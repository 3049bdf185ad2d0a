// ============================================================================
// Regex Tools
// Escaping and character-class helpers for building patterns by hand
// ============================================================================

/// Characters that carry meaning in a regular expression and must be escaped
/// before being inserted literally.
const CHARACTERS_TO_ESCAPE: &[char] = &[
    '\\', '.', '[', ']', '{', '}', '(', ')', '<', '>', '*', '+', '-', '=', '!', '?', '^', '$', '|',
];

/// Whether a character needs a backslash in front of it.
pub fn needs_escape(character: char) -> bool {
    CHARACTERS_TO_ESCAPE.contains(&character)
}

/// Append the character to the buffer, escaped if needed.
pub fn push_escaped(out: &mut String, character: char) {
    if needs_escape(character) {
        out.push('\\');
    }
    out.push(character);
}

/// The character as a standalone regex fragment.
pub fn escaped(character: char) -> String {
    let mut out = String::with_capacity(2);
    push_escaped(&mut out, character);
    out
}

/// A regex fragment matching the main character or any of the alternatives:
/// a single escaped character when there are no distinct alternatives, a
/// character class otherwise. Duplicates among the alternatives are ignored.
pub fn character_selector(main: char, alternatives: &[char]) -> String {
    let mut distinct: Vec<char> = Vec::new();
    for &c in alternatives {
        if c != main && !distinct.contains(&c) {
            distinct.push(c);
        }
    }

    if distinct.is_empty() {
        return escaped(main);
    }

    let mut out = String::with_capacity(4 + distinct.len() * 2);
    out.push('[');
    push_escaped(&mut out, main);
    for c in distinct {
        push_escaped(&mut out, c);
    }
    out.push(']');
    out
}

/// Append `\d{min,max}` to the buffer.
pub fn push_digit_run(out: &mut String, min: usize, max: usize) {
    use std::fmt::Write;
    let _ = write!(out, "\\d{{{},{}}}", min, max);
}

☆ ☆ ☆

* [Directions]:
Please restate the records word for word. Go from the first line to the line with "const CHARACTERS_TO_ESCAPE: &[char]" and include both.

* [Answer area]:
repository 3049bdf185ad2d0a
// ============================================================================
// Regex Tools
// Escaping and character-class helpers for building patterns by hand
// ============================================================================

/// Characters that carry meaning in a regular expression and must be escaped
/// before being inserted literally.
const CHARACTERS_TO_ESCAPE: &[char] = &[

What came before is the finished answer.